Step 1: Prepare the Network
from py3plex.core import multinet
import numpy as np
# Set random seed for reproducibility
np.random.seed(42)
# Load your multilayer network
network = multinet.multi_layer_network().load_network(
"your_network.multiedgelist",
input_type="multiedgelist",
directed=False
)
# Verify the network
network.basic_stats()
# Get the core NetworkX graph
G = network.core_network
Step 2: Generate Random Walks
from py3plex.algorithms.general.walkers import generate_walks
# Generate walks with Node2Vec-style biased sampling
# Recommended starting parameters
walks = generate_walks(
G,
num_walks=10, # 10 walks per node (more = better embeddings, slower)
walk_length=80, # 80 steps per walk (adjust based on graph diameter)
p=1.0, # Return parameter (1.0 = balanced)
q=1.0, # In-out parameter (1.0 = balanced)

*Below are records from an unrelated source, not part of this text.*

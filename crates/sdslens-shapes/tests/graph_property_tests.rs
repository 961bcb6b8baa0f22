//! Property tests for partitioning and path resolution.

use proptest::prelude::*;
use sdslens_model::{Quad, Term, Vocabulary};
use sdslens_shapes::{partition, PartitionMarkers, PathExpr, PathStep, QuadSet, TermSet};

fn node() -> impl Strategy<Value = Term> {
    prop_oneof![
        (0u8..6).prop_map(|i| Term::iri(format!("http://example.org/n{i}"))),
        (0u8..3).prop_map(|i| Term::blank(format!("b{i}"))),
    ]
}

fn predicate() -> impl Strategy<Value = Term> {
    (0u8..3).prop_map(|i| Term::iri(format!("http://example.org/p{i}")))
}

fn object() -> impl Strategy<Value = Term> {
    prop_oneof![node(), "[a-z]{0,4}".prop_map(Term::literal)]
}

fn graph_name() -> impl Strategy<Value = Option<Term>> {
    let vocab = Vocabulary::default();
    prop_oneof![
        Just(None),
        Just(Some(vocab.addition_graph())),
        Just(Some(vocab.removal_graph())),
        Just(Some(Term::iri("http://example.org/other-graph"))),
    ]
}

fn quad() -> impl Strategy<Value = Quad> {
    (node(), predicate(), object(), graph_name()).prop_map(|(s, p, o, g)| Quad {
        subject: s,
        predicate: p,
        object: o,
        graph: g,
    })
}

fn sorted(mut quads: Vec<Quad>) -> Vec<String> {
    let mut lines: Vec<String> = quads.drain(..).map(|q| q.to_string()).collect();
    lines.sort();
    lines
}

fn sorted_terms(set: &TermSet) -> Vec<String> {
    let mut v: Vec<String> = set.iter().map(Term::to_string).collect();
    v.sort();
    v
}

proptest! {
    #[test]
    fn partitions_are_disjoint_and_cover_the_input(quads in prop::collection::vec(quad(), 0..40)) {
        let markers = PartitionMarkers::default();
        let parts = partition(quads.clone(), &markers);

        prop_assert_eq!(parts.len(), quads.len());
        let mut union = parts.data.quads().to_vec();
        union.extend_from_slice(parts.addition.quads());
        union.extend_from_slice(parts.removal.quads());
        prop_assert_eq!(sorted(union), sorted(quads));

        let addition_only = parts.addition.iter().all(|q| q.graph == Some(markers.addition.clone()));
        let removal_only = parts.removal.iter().all(|q| q.graph == Some(markers.removal.clone()));
        let data_unmarked = parts.data.iter().all(|q| {
            q.graph != Some(markers.addition.clone()) && q.graph != Some(markers.removal.clone())
        });
        prop_assert!(addition_only);
        prop_assert!(removal_only);
        prop_assert!(data_unmarked);
    }

    #[test]
    fn identity_path_returns_its_start(
        quads in prop::collection::vec(quad(), 0..30),
        start in prop::collection::vec(node(), 0..5),
    ) {
        let graph = QuadSet::from(quads);
        let start: TermSet = start.into_iter().collect();
        prop_assert_eq!(PathExpr::Identity.resolve(&start, &graph), start);
    }

    #[test]
    fn inverse_undoes_forward_on_reached_nodes(
        quads in prop::collection::vec(quad(), 0..30),
        s in node(),
        p in predicate(),
    ) {
        let graph = QuadSet::from(quads);
        let forward = PathExpr::Forward(p.clone()).resolve_from(&s, &graph);
        for o in forward.iter() {
            let back = PathExpr::Inverse(p.clone()).resolve_from(o, &graph);
            prop_assert!(back.contains(&s));
        }
    }

    #[test]
    fn sequence_equals_stepwise_resolution(
        quads in prop::collection::vec(quad(), 0..30),
        s in node(),
        p in predicate(),
        q in predicate(),
    ) {
        let graph = QuadSet::from(quads);
        let seq = PathExpr::Sequence(vec![PathStep::Forward(p.clone()), PathStep::Inverse(q.clone())]);
        let first = PathExpr::Forward(p).resolve_from(&s, &graph);
        let stepwise = PathExpr::Inverse(q).resolve(&first, &graph);
        prop_assert_eq!(sorted_terms(&seq.resolve_from(&s, &graph)), sorted_terms(&stepwise));
    }
}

seed=42 # For reproducibility
)
print(f"Generated {len(walks)} walks")
print(f"Sample walk: {walks[0][:10]}...") # First 10 nodes of first walk
Step 3: Train Embedding Model
# Requires gensim: pip install gensim
from gensim.models import Word2Vec
# Convert walks to strings (Word2Vec expects string tokens)
walks_str = [[str(node) for node in walk] for walk in walks]

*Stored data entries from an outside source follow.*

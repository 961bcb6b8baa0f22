//! Extraction pipeline: pattern match → synthesize every candidate subject.
//!
//! A subject that fails synthesis (or the caller's typed decoding) is
//! recorded in [`Extraction::skipped`] and logged; the remaining subjects are
//! still decoded.

use crate::compile::ShapeRegistry;
use crate::error::ExtractionError;
use crate::graph::QuadSet;
use crate::matcher::TriplePattern;
use crate::synth::Synthesizer;
use crate::value::ShapeRecord;
use sdslens_model::Term;

#[derive(Debug, Clone, PartialEq)]
pub struct SkippedSubject {
    pub subject: Term,
    pub error: ExtractionError,
}

/// Decoded records plus the candidates that did not decode.
#[derive(Debug, Clone, PartialEq)]
pub struct Extraction<T> {
    pub records: Vec<T>,
    pub skipped: Vec<SkippedSubject>,
}

impl<T> Default for Extraction<T> {
    fn default() -> Self {
        Self {
            records: Vec::new(),
            skipped: Vec::new(),
        }
    }
}

impl<T> Extraction<T> {
    pub fn is_complete(&self) -> bool {
        self.skipped.is_empty()
    }

    pub fn into_records(self) -> Vec<T> {
        self.records
    }
}

/// A (subject pattern, shape) pair.
#[derive(Debug, Clone, PartialEq, Eq)]
pub struct Lens {
    pub pattern: TriplePattern,
    pub shape: String,
}

impl Lens {
    pub fn new(pattern: TriplePattern, shape: impl Into<String>) -> Self {
        Self {
            pattern,
            shape: shape.into(),
        }
    }

    pub fn execute(&self, registry: &ShapeRegistry, graph: &QuadSet) -> Extraction<ShapeRecord> {
        self.execute_with(registry, graph, Ok)
    }

    /// Run the lens and convert each synthesized record with `decode`.
    pub fn execute_with<T, F>(
        &self,
        registry: &ShapeRegistry,
        graph: &QuadSet,
        mut decode: F,
    ) -> Extraction<T>
    where
        F: FnMut(ShapeRecord) -> Result<T, ExtractionError>,
    {
        let mut out = Extraction::default();
        let subjects = self.pattern.match_subjects(graph);
        if subjects.is_empty() {
            return out;
        }

        let Some(shape) = registry.get(&self.shape) else {
            // Every candidate fails the same way; report each one.
            let error = ExtractionError::UnknownShape(self.shape.clone());
            tracing::warn!(shape = %self.shape, "lens refers to an unknown shape");
            out.skipped = subjects
                .into_iter()
                .map(|subject| SkippedSubject {
                    subject,
                    error: error.clone(),
                })
                .collect();
            return out;
        };

        let synth = Synthesizer::new(registry, graph);
        for subject in subjects {
            match synth.synthesize(&subject, shape).and_then(&mut decode) {
                Ok(record) => out.records.push(record),
                Err(error) => {
                    tracing::warn!(
                        shape = %self.shape,
                        subject = %subject,
                        error = %error,
                        "skipping subject that does not fit its shape"
                    );
                    out.skipped.push(SkippedSubject { subject, error });
                }
            }
        }

        tracing::debug!(
            shape = %self.shape,
            decoded = out.records.len(),
            skipped = out.skipped.len(),
            "lens executed"
        );
        out
    }
}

# Train the embedding model
model = Word2Vec(
walks_str,
vector_size=128, # Embedding dimension (64-256 typical)
window=5, # Context window size
min_count=1, # Include nodes that appear at least once
sg=1, # Use skip-gram (1) vs CBOW (0)
workers=4, # Parallel training threads
epochs=5, # Training epochs
seed=42 # Reproducibility
)
print(f"Trained embeddings for {len(model.wv)} nodes")
print(f"Embedding dimension: {model.wv.vector_size}")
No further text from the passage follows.